Yes, there is a right way and a wrong way to use a food thermometer, today, I’m going to show you how to use a food thermometer. I know, you just thought you pop it in your meat and you’re good to go. I wish I could say that’s all you gotta do, but if I did, I’d be lying to you.
I know your food thermometer is hiding somewhere.
That’s right, I’m talking to you. Now march your body over to the draw of the discarded and unloved kitchen utensils and pull out that food thermometer that’s probably collecting dust. You know, it’s tucked between the meat tenderizer and that pastry thing that’s still in the packaging you bought from a Pampered Chef party.
How many times have you baked a piece of frozen salmon per the package instructions only to find it wasn’t cooked enough?
Sure, most times we poke a fork in to see if it flakes, but we need to be sure it’s at its safe internal temperature. Just because the fish flakes, it doesn’t necessarily mean the fish is thoroughly cooked.
If you wanted to eat raw fish, you would have gone out and bought some sushi.
How about that juicy hamburger you thought you cooked to perfection, only to realize it was partially raw on the inside.

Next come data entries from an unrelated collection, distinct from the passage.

#[cfg(test)]
mod tests {
    use super::*;
    use crate::history::DEFAULT_HISTORY_DEPTH;

    fn params(position: i32, size: i32, retry: u32) -> StabilizeParams {
        StabilizeParams {
            steadiness: SteadinessThresholds::new(position, size),
            retry_count_threshold: retry,
        }
    }

    fn raw(detections: &[Detection]) -> Vec<DetectionRecord> {
        detections
            .iter()
            .enumerate()
            .map(|(i, d)| DetectionRecord::from_detection(i, d))
            .collect()
    }

    fn track(track_id: i32, x: i32, y: i32, size: i32, confidence: i32, retry: u32) -> DetectionRecord {
        DetectionRecord {
            detection_id: 0,
            track_id,
            x,
            y,
            size,
            confidence,
            retry_count: retry,
        }
    }

    #[test]
    fn test_matched_track_is_held_and_averaged() {
        let mut scratch = Scratch::new(4);
        let mut previous = vec![track(7, 100, 100, 50, 80, 0)];
        let current = raw(&[Detection::new(102, 101, 51, 90)]);
        let mut next_id = 8;

        let summary = stabilize(&current, &mut previous, &params(5, 5, 2), &mut next_id, &mut scratch);

        assert_eq!(summary.matched, 1);
        assert_eq!(next_id, 8);
        let out = scratch.output();
        assert_eq!(out.len(), 1);
        assert_eq!(out[0].track_id, 7);
        assert_eq!(out[0].detection_id, 0);
        assert_eq!((out[0].x, out[0].y, out[0].size), (100, 100, 50));
        assert_eq!(out[0].confidence, 85);
        assert_eq!(out[0].retry_count, 0);
    }

    #[test]
    fn test_lost_track_is_carried_with_retry() {
        let mut scratch = Scratch::new(4);
        let mut previous = vec![track(3, 10, 10, 20, 60, 2)];
        let mut next_id = 4;

        let summary = stabilize(&[], &mut previous, &params(30, 30, 2), &mut next_id, &mut scratch);

        assert_eq!(summary.evicted, 0);
        assert_eq!(summary.carried, 1);
        let out = scratch.output();
        assert_eq!(out.len(), 1);
        assert_eq!(out[0].track_id, 3);
        assert_eq!(out[0].detection_id, NO_DETECTION);
        assert_eq!(out[0].retry_count, 3);
        assert_eq!((out[0].x, out[0].y, out[0].size, out[0].confidence), (10, 10, 20, 60));
    }

    #[test]
    fn test_expired_track_is_evicted_before_matching() {
        let mut scratch = Scratch::new(4);
        let mut previous = vec![track(3, 10, 10, 20, 60, 3), track(4, 50, 50, 20, 60, 1)];
        let mut next_id = 5;

        let summary = stabilize(&[], &mut previous, &params(30, 30, 2), &mut next_id, &mut scratch);

        assert_eq!(summary.evicted, 1);
        assert_eq!(previous.len(), 1);
        assert_eq!(previous[0].track_id, 4);
        assert_eq!(scratch.output().len(), 1);
        assert_eq!(scratch.output()[0].track_id, 4);
    }

    #[test]
    fn test_first_frame_creates_sequential_ids() {
        let mut scratch = Scratch::new(4);
        let mut previous = Vec::new();
        let current = raw(&[Detection::new(10, 10, 20, 70), Detection::new(80, 80, 20, 75)]);
        let mut next_id = 0;

        let summary = stabilize(&current, &mut previous, &params(30, 30, 2), &mut next_id, &mut scratch);

        assert_eq!(summary.created, 2);
        assert_eq!(next_id, 2);
        let out = scratch.output();
        assert_eq!(out[0].track_id, 0);
        assert_eq!(out[1].track_id, 1);
        assert_eq!(out[1].detection_id, 1);
        assert_eq!(out[1].confidence, 75);
        assert!(out.iter().all(|r| r.retry_count == 0));
    }

    #[test]
    fn test_output_order_matched_then_lost_then_new() {
        let mut scratch = Scratch::new(8);
        let mut previous = vec![track(1, 0, 0, 20, 50, 0), track(2, 500, 500, 0, 50, 0)];
        let current = raw(&[Detection::new(900, 0, 20, 50), Detection::new(1, 0, 20, 50)]);
        let mut next_id = 3;

        stabilize(&current, &mut previous, &params(30, 30, 2), &mut next_id, &mut scratch);

        let ids: Vec<(i32, i32)> = scratch
            .output()
            .iter()
            .map(|r| (r.track_id, r.detection_id))
            .collect();
        assert_eq!(ids, vec![(1, 1), (2, NO_DETECTION), (3, 0)]);
    }

    #[test]
    fn test_far_detection_still_matches() {
        let mut scratch = Scratch::new(4);
        let mut previous = vec![track(1, 0, 0, 20, 50, 0)];
        let current = raw(&[Detection::new(900, 0, 20, 50)]);
        let mut next_id = 2;

        let summary = stabilize(&current, &mut previous, &params(30, 30, 2), &mut next_id, &mut scratch);

        // no distance gate: any pair with a real previous size is matchable
        assert_eq!(summary.matched, 1);
        assert_eq!(scratch.output()[0].track_id, 1);
        assert_eq!(scratch.output()[0].x, 900);
    }

    #[test]
    fn test_zero_size_previous_is_never_matched() {
        let mut scratch = Scratch::new(4);
        let mut previous = vec![track(1, 10, 10, 0, 50, 0)];
        let current = raw(&[Detection::new(10, 10, 20, 50)]);
        let mut next_id = 2;

        let summary = stabilize(&current, &mut previous, &params(30, 30, 2), &mut next_id, &mut scratch);

        assert_eq!(summary.matched, 0);
        assert_eq!(summary.carried, 1);
        assert_eq!(summary.created, 1);
        assert_eq!(scratch.output()[1].track_id, 2);
    }

    #[test]
    fn test_capacity_truncates_new_tracks() {
        let mut scratch = Scratch::new(2);
        // unmatchable previous track, so every pass competes for space
        let mut previous = vec![track(1, 0, 0, 0, 50, 1)];
        let current = raw(&[Detection::new(300, 300, 20, 50), Detection::new(600, 600, 20, 50)]);
        let mut next_id = 2;

        let summary = stabilize(&current, &mut previous, &params(30, 30, 2), &mut next_id, &mut scratch);

        assert_eq!(scratch.output().len(), 2);
        assert_eq!(summary.carried, 1);
        assert_eq!(summary.created, 1);
        assert_eq!(next_id, 3);
    }

    #[test]
    fn test_exhausted_track_ids_are_not_reused() {
        let mut scratch = Scratch::new(4);
        let current = raw(&[Detection::new(100, 100, 20, 50), Detection::new(400, 400, 20, 50)]);
        let mut next_id = i32::MAX - 1;

        let summary = stabilize(&current, &mut Vec::new(), &params(30, 30, 2), &mut next_id, &mut scratch);

        assert_eq!(summary.created, 1);
        assert_eq!(scratch.output().len(), 1);
        assert_eq!(scratch.output()[0].track_id, i32::MAX - 1);
        assert_eq!(next_id, i32::MAX);

        let mut previous = scratch.output().to_vec();
        let current = raw(&[
            Detection::new(100, 100, 20, 50),
            Detection::new(700, 700, 20, 50),
            Detection::new(900, 900, 20, 50),
        ]);
        let summary = stabilize(&current, &mut previous, &params(30, 30, 2), &mut next_id, &mut scratch);

        assert_eq!(summary.matched, 1);
        assert_eq!(summary.created, 0);
        let ids: Vec<i32> = scratch.output().iter().map(|r| r.track_id).collect();
        assert_eq!(ids, vec![i32::MAX - 1]);
        assert_eq!(next_id, i32::MAX);
    }

    #[test]
    fn test_capacity_reached_by_matches_skips_other_passes() {
        let mut scratch = Scratch::new(1);
        let mut previous = vec![track(1, 0, 0, 20, 50, 0)];
        let current = raw(&[Detection::new(0, 0, 20, 50)]);
        let mut next_id = 2;

        let summary = stabilize(&current, &mut previous, &params(30, 30, 2), &mut next_id, &mut scratch);

        assert_eq!(summary.matched, 1);
        assert_eq!(summary.created, 0);
        assert_eq!(next_id, 2);
    }

    #[test]
    fn test_category_tracker_lifecycle() {
        let mut tracker = CategoryTracker::new(Category::Face, DEFAULT_HISTORY_DEPTH, 4);
        let mut scratch = Scratch::new(4);
        let p = params(30, 30, 1);

        let out = tracker.update(&[Detection::new(100, 100, 40, 80)], &p, &mut scratch);
        assert_eq!(out.len(), 1);
        let id = out[0].track_id;

        let out = tracker.update(&[Detection::new(103, 100, 41, 90)], &p, &mut scratch);
        assert_eq!(out[0].track_id, id);
        assert_eq!(out[0].roi().x, 100);
        assert_eq!(out[0].confidence, 85);

        // lost for two frames: retry 1 then 2
        tracker.update(&[], &p, &mut scratch);
        let out = tracker.update(&[], &p, &mut scratch);
        assert_eq!(out.len(), 1);
        assert!(!out[0].is_detected());
        assert_eq!(tracker.history().current()[0].retry_count, 2);

        // retry 2 > threshold 1: dropped at the start of this frame
        let out = tracker.update(&[], &p, &mut scratch);
        assert!(out.is_empty());
        assert_eq!(tracker.num_tracks(), 0);
        assert_eq!(tracker.step_count(), 5);

        tracker.clear();
        assert_eq!(tracker.next_track_id(), 0);
        assert!(tracker.results().is_empty());
    }
}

This is where using a food thermometer is imperative in order to cook your food to the proper temperature. Not only is it not safe to eat partially cooked food, but it’s also pretty darn gross!
I’m gonna get real scientific on you right now.
The reason you need to cook your food to the proper temperature is that the bacteria that cause food-borne illness (aka wicked food poisoning) multiplies the quickest in temperatures between 40°F and 140°F?
Hey, you and I are pretty smart cookies. We can tell when our food is done. Why would we need a food thermometer anyway?
Well, there’s no way to be 100% sure it’s safe and fully cooked without getting an accurate temperature reading. Just looking at the texture and color doesn’t necessarily mean it’s cooked thoroughly.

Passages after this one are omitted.